Monday, October 25, 2021

Anti-Vaxxers Aren't Funny Anymore

As recently as, oh, two years ago, if you asked the media to imagine its archetype of an anti-vaxxer, they would have given you some crunchy-granola type who mistrusts vaccines because something-something-natural living-something-something-big pharma. You know, like this:

 

And so long as this was our anti-vaxx image -- a hippy Hollywood Jenny McCarthy sort -- the media was quite happy to laugh and laugh at how stupid anti-vaxxers were. Which, to be clear, was richly deserved.

But now, of course, we see that the image of the anti-vaxxer has shifted. It's no longer some out-of-touch flower child. It's the Republican base. And suddenly, the media has decided that this isn't funny anymore. Now it's a policy dispute, see? Now it is a matter of principles, a dilemma between admittedly important scientific and health care necessities and deeply-rooted American values of freedom. Anti-vaxxers are not silly cranks and are not to be treated that way. We can make fun of left-wing hippies, but heaven forfend we show anything but the utmost seriousness and respect towards exurban churchgoing conservatives.

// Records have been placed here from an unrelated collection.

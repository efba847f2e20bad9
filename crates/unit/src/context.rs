//! Component wiring

use std::path::PathBuf;
use std::sync::{Arc, Mutex};
use std::time::{Duration, Instant};

use anyhow::Context;
use clip_uploader::{ClipUploader, HttpTransport, UploadTransport, UploaderConfig};
use control_server::{AppState, ServerConfig};
use coordinate_mapper::{CameraParams, CoordinateMapper, CALIBRATION_PATH};
use frame_source::{FrameSource, SharedFrame, TestPattern};
use laser::{LaserController, LaserLimits, LaserLine, MockLaserLine};
use led::{LedConfig, LedController, LedOutput, LedState, LogLed};
use servo::{MockPwm, PwmDriver, ServoConfig, ServoController};
use targeting::{DetectionWorker, TargetingConfig, TargetingEngine};
use tracing::{info, warn};
use unit_config::{ConfigStore, CONFIG_PATH, CONFIG_PATH_DEV};

use crate::button::{ButtonInput, ButtonWatcher, MockButton};
use crate::controls::UnitControls;

/// Paths and component settings chosen at startup
#[derive(Debug, Clone)]
pub struct UnitOptions {
    pub config_path: PathBuf,
    pub calibration_path: PathBuf,
    pub queue_path: PathBuf,
    /// Filesystem reported as `storage_free_mb`
    pub storage_path: PathBuf,
    pub server: ServerConfig,
    pub servo: ServoConfig,
    pub targeting: TargetingConfig,
    pub camera: CameraParams,
    /// Stream a synthetic pattern instead of waiting for camera frames
    pub test_pattern: bool,
}

impl UnitOptions {
    pub fn production() -> Self {
        Self {
            config_path: PathBuf::from(CONFIG_PATH),
            calibration_path: PathBuf::from(CALIBRATION_PATH),
            queue_path: UploaderConfig::default().queue_path,
            storage_path: PathBuf::from("/data"),
            server: ServerConfig::default(),
            servo: ServoConfig::default(),
            targeting: TargetingConfig::default(),
            camera: CameraParams::default(),
            test_pattern: false,
        }
    }

    /// Everything under `./data` so a checkout runs without root
    pub fn dev() -> Self {
        Self {
            config_path: PathBuf::from(CONFIG_PATH_DEV),
            calibration_path: PathBuf::from("./data/apis/calibration.json"),
            queue_path: PathBuf::from("./data/apis/upload_queue.json"),
            storage_path: PathBuf::from("./data"),
            test_pattern: true,
            ..Self::production()
        }
    }
}

/// Concrete hardware behind each seam
pub struct Hardware {
    pub pwm: Box<dyn PwmDriver>,
    pub laser_line: Box<dyn LaserLine>,
    pub led: Box<dyn LedOutput>,
    pub transport: Arc<dyn UploadTransport>,
    pub button: Box<dyn ButtonInput>,
}

impl Hardware {
    /// Host build: simulated actuators, real network uploads
    pub fn host() -> Self {
        Self {
            pwm: Box::new(MockPwm::new()),
            laser_line: Box::new(MockLaserLine::new()),
            led: Box::new(LogLed::default()),
            transport: Arc::new(HttpTransport::new(Duration::from_secs(
                UploaderConfig::default().timeout_secs,
            ))),
            button: Box::new(MockButton::new()),
        }
    }
}

/// Every long-lived component, built once and shared by `Arc`
pub struct UnitContext {
    pub config: Arc<ConfigStore>,
    pub servo: Arc<ServoController>,
    pub laser: Arc<LaserController>,
    pub mapper: Arc<CoordinateMapper>,
    pub led: Arc<LedController>,
    pub targeting: Arc<TargetingEngine>,
    pub uploader: Arc<ClipUploader>,
    pub controls: Arc<UnitControls>,
    /// Slot the capture pipeline publishes into
    pub camera: Arc<SharedFrame>,
    pub frames: Arc<dyn FrameSource>,
    pub start_time: Instant,
    options: UnitOptions,
    worker: Mutex<Option<DetectionWorker>>,
    button: Mutex<Option<Box<dyn ButtonInput>>>,
    button_watcher: Mutex<Option<ButtonWatcher>>,
}

impl UnitContext {
    /// Construct and initialize the components in startup order.
    ///
    /// A servo that fails its self-test leaves the unit up in ERROR so
    /// the fault stays visible, and disarmed; everything else is fatal.
    pub fn build(options: UnitOptions, hardware: Hardware) -> anyhow::Result<Self> {
        let config = Arc::new(
            ConfigStore::load(&options.config_path)
                .with_context(|| format!("loading {}", options.config_path.display()))?,
        );
        let snapshot = config.snapshot()?;

        let led = Arc::new(LedController::new(LedConfig::default(), hardware.led));
        led.start()?;
        led.set_state(LedState::Boot);

        let laser = Arc::new(LaserController::new(
            LaserLimits::from_seconds(
                snapshot.laser.enabled,
                snapshot.laser.max_duration_seconds,
                snapshot.laser.cooldown_seconds,
            ),
            hardware.laser_line,
        ));

        let servo = Arc::new(ServoController::new(options.servo.clone(), hardware.pwm));
        let mapper = Arc::new(CoordinateMapper::load(&options.calibration_path, options.camera));

        let targeting = Arc::new(TargetingEngine::new(
            options.targeting.clone(),
            servo.clone(),
            laser.clone(),
            mapper.clone(),
            led.clone(),
        ));
        {
            // Weak: the engine already owns the servo
            let engine = Arc::downgrade(&targeting);
            let laser = laser.clone();
            servo.set_fault_hook(Arc::new(move |fault| match engine.upgrade() {
                Some(engine) => engine.fault(&format!("servo fault: {}", fault)),
                None => laser.force_off("servo fault"),
            }));
        }
        if let Err(e) = servo.init() {
            warn!("Servo self-test failed: {}", e);
        }

        let uploader = Arc::new(ClipUploader::new(
            UploaderConfig {
                queue_path: options.queue_path.clone(),
                ..UploaderConfig::default()
            },
            config.clone(),
            hardware.transport,
        ));

        let controls = Arc::new(UnitControls::new(
            config.clone(),
            laser.clone(),
            led.clone(),
            targeting.clone(),
        ));

        let camera = Arc::new(SharedFrame::new());
        let frames: Arc<dyn FrameSource> = if options.test_pattern {
            Arc::new(TestPattern::new(options.camera.width, options.camera.height))
        } else {
            camera.clone()
        };

        let ctx = Self {
            config,
            servo,
            laser,
            mapper,
            led,
            targeting,
            uploader,
            controls,
            camera,
            frames,
            start_time: Instant::now(),
            options,
            worker: Mutex::new(None),
            button: Mutex::new(Some(hardware.button)),
            button_watcher: Mutex::new(None),
        };
        if let Err(e) = ctx.apply_armed(snapshot.armed) {
            warn!("Armed state not restored, starting disarmed: {}", e);
            ctx.apply_armed(false)?;
        }
        Ok(ctx)
    }

    pub fn options(&self) -> &UnitOptions {
        &self.options
    }

    pub fn uptime_seconds(&self) -> u64 {
        self.start_time.elapsed().as_secs()
    }

    /// Start the uploader, the targeting worker and the button watcher
    pub fn start_workers(&self) -> anyhow::Result<()> {
        self.uploader.start()?;
        let worker = DetectionWorker::spawn(self.targeting.clone())?;
        *self.lock_worker()? = Some(worker);

        let input = self
            .button
            .lock()
            .map_err(|e| anyhow::anyhow!("Lock error: {}", e))?
            .take();
        if let Some(input) = input {
            let watcher = ButtonWatcher::spawn(input, self.controls.clone())?;
            *self
                .button_watcher
                .lock()
                .map_err(|e| anyhow::anyhow!("Lock error: {}", e))? = Some(watcher);
        }
        Ok(())
    }

    /// Detection input, available once the workers run
    pub fn detection_sender(
        &self,
    ) -> Option<tokio::sync::mpsc::Sender<targeting::DetectionFrame>> {
        self.lock_worker()
            .ok()
            .and_then(|worker| worker.as_ref().map(DetectionWorker::sender))
    }

    /// State handed to the control server
    pub fn app_state(&self) -> AppState {
        let mut state = AppState::new(
            self.config.clone(),
            self.laser.clone(),
            self.led.clone(),
            self.targeting.clone(),
            self.frames.clone(),
        );
        state.storage_path = self.options.storage_path.clone();
        state.start_time = self.start_time;
        state
    }

    /// Steady state reached
    pub fn finish_boot(&self) {
        self.led.clear_state(LedState::Boot);
        info!("Unit ready");
    }

    /// Arm or disarm; arming is refused in safe mode
    pub fn apply_armed(&self, armed: bool) -> anyhow::Result<()> {
        self.controls.apply_armed(armed)
    }

    /// Explicit way out of a latched safety fault
    pub fn reset_fault(&self) -> anyhow::Result<()> {
        self.controls.reset_fault()
    }

    /// Stop the button, targeting (laser off) and the uploader (queue persisted)
    pub fn stop_workers(&self) {
        let watcher = self.button_watcher.lock().ok().and_then(|mut w| w.take());
        if let Some(mut watcher) = watcher {
            watcher.stop();
        }
        let worker = self.lock_worker().ok().and_then(|mut w| w.take());
        if let Some(mut worker) = worker {
            worker.stop();
        }
        self.targeting.shutdown();
        self.uploader.stop();
    }

    /// Last step before exit: park the servos, laser off, LED dark
    pub fn park_hardware(&self) {
        if let Err(e) = self.servo.home() {
            warn!("Could not home servos: {}", e);
        }
        if let Err(e) = self.servo.disable() {
            warn!("Could not disable servos: {}", e);
        }
        self.laser.force_off("shutdown");
        self.led.stop();
        info!("Hardware parked");
    }

    fn lock_worker(&self) -> anyhow::Result<std::sync::MutexGuard<'_, Option<DetectionWorker>>> {
        self.worker
            .lock()
            .map_err(|e| anyhow::anyhow!("Lock error: {}", e))
    }
}
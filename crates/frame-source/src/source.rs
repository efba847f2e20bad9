//! Latest-frame contract

use std::sync::atomic::{AtomicU32, Ordering};
use std::sync::{Arc, RwLock};
use std::time::Instant;

use tracing::debug;

use crate::frame::VideoFrame;

/// Anything that can hand out the most recent camera frame
pub trait FrameSource: Send + Sync {
    /// Latest frame, `None` if nothing has been captured yet
    fn latest_frame(&self) -> Option<Arc<VideoFrame>>;
}

/// Single-slot mailbox written by the capture pipeline.
///
/// Readers always get the newest frame; older frames are dropped, never
/// queued.
#[derive(Default)]
pub struct SharedFrame {
    slot: RwLock<Option<Arc<VideoFrame>>>,
}

impl SharedFrame {
    pub fn new() -> Self {
        Self::default()
    }

    /// Replace the current frame
    pub fn publish(&self, frame: VideoFrame) {
        match self.slot.write() {
            Ok(mut slot) => *slot = Some(Arc::new(frame)),
            Err(e) => debug!("Frame publish skipped: {}", e),
        }
    }
}

impl FrameSource for SharedFrame {
    fn latest_frame(&self) -> Option<Arc<VideoFrame>> {
        self.slot.read().ok().and_then(|slot| slot.clone())
    }
}

/// Synthetic moving gradient, for hosts without a camera
pub struct TestPattern {
    width: u32,
    height: u32,
    started: Instant,
    sequence: AtomicU32,
}

impl TestPattern {
    pub fn new(width: u32, height: u32) -> Self {
        Self {
            width,
            height,
            started: Instant::now(),
            sequence: AtomicU32::new(0),
        }
    }
}

impl FrameSource for TestPattern {
    fn latest_frame(&self) -> Option<Arc<VideoFrame>> {
        let elapsed = self.started.elapsed();
        let shift = ((elapsed.as_millis() / 40) % self.width.max(1) as u128) as u32;
        let (w, h) = (self.width.max(1), self.height.max(1));

        let mut data = Vec::with_capacity((w * h * 3) as usize);
        for y in 0..h {
            for x in 0..w {
                let r = (((x + shift) % w) * 255 / w) as u8;
                let g = (y * 255 / h) as u8;
                data.extend_from_slice(&[r, g, 96]);
            }
        }

        let sequence = self.sequence.fetch_add(1, Ordering::Relaxed);
        VideoFrame::new(data, w, h, elapsed.as_nanos() as u64, sequence)
            .ok()
            .map(Arc::new)
    }
}

#[cfg(test)]
mod tests {
    use super::*;

    #[test]
    fn test_shared_frame_keeps_latest() {
        let shared = SharedFrame::new();
        assert!(shared.latest_frame().is_none());

        shared.publish(VideoFrame::new(vec![0; 12], 2, 2, 1, 1).unwrap());
        shared.publish(VideoFrame::new(vec![0; 12], 2, 2, 2, 2).unwrap());
        assert_eq!(shared.latest_frame().unwrap().sequence, 2);
    }

    #[test]
    fn test_pattern_produces_frames() {
        let pattern = TestPattern::new(32, 24);
        let first = pattern.latest_frame().unwrap();
        let second = pattern.latest_frame().unwrap();
        assert_eq!(first.width, 32);
        assert_eq!(first.data.len(), 32 * 24 * 3);
        assert_eq!(second.sequence, first.sequence + 1);
    }
}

It's worth noting that there were, well in advance of the COVID pandemic, plenty of signs that the stereotype that anti-vaxx sentiment was a province of the hippy-dippy left were at best outdated. For one, even before anyone was thinking about COVID we were already seeing Republican politicians start to dip their toes into anti-vaxx conspiracy theories. For two, we should not have been so quick to assume that crunchy-healthful-living and conservatism are oil and water. Marjorie Taylor Greene owns a cross fit gym! The anti-vaxx private school academy in Miami, owned by rabid Trump backers, provides meal options that would normally read like the far-right's parody of a soy-boy ("Our menu is consistently 100% organic, 100% non-GMO, gluten-free, light on dairy, no added sugar, never processed, always fresh and locally-sourced when possible. We incorporate Superfoods such as ginger, hemp, quinoa, spices such as cinnamon, turmeric, curcumin, and herbs such as rosemary and basil.").

But it took the pandemic to make it clear that anti-vaxx sentiment in America is primarily a conservative phenomenon. And once we did realize that, and realized alongside it that anti-vaxx paranoia wasn't just a matter of hippie punching, well, the media suddenly decided that it just wasn't that much fun to joke about it anymore.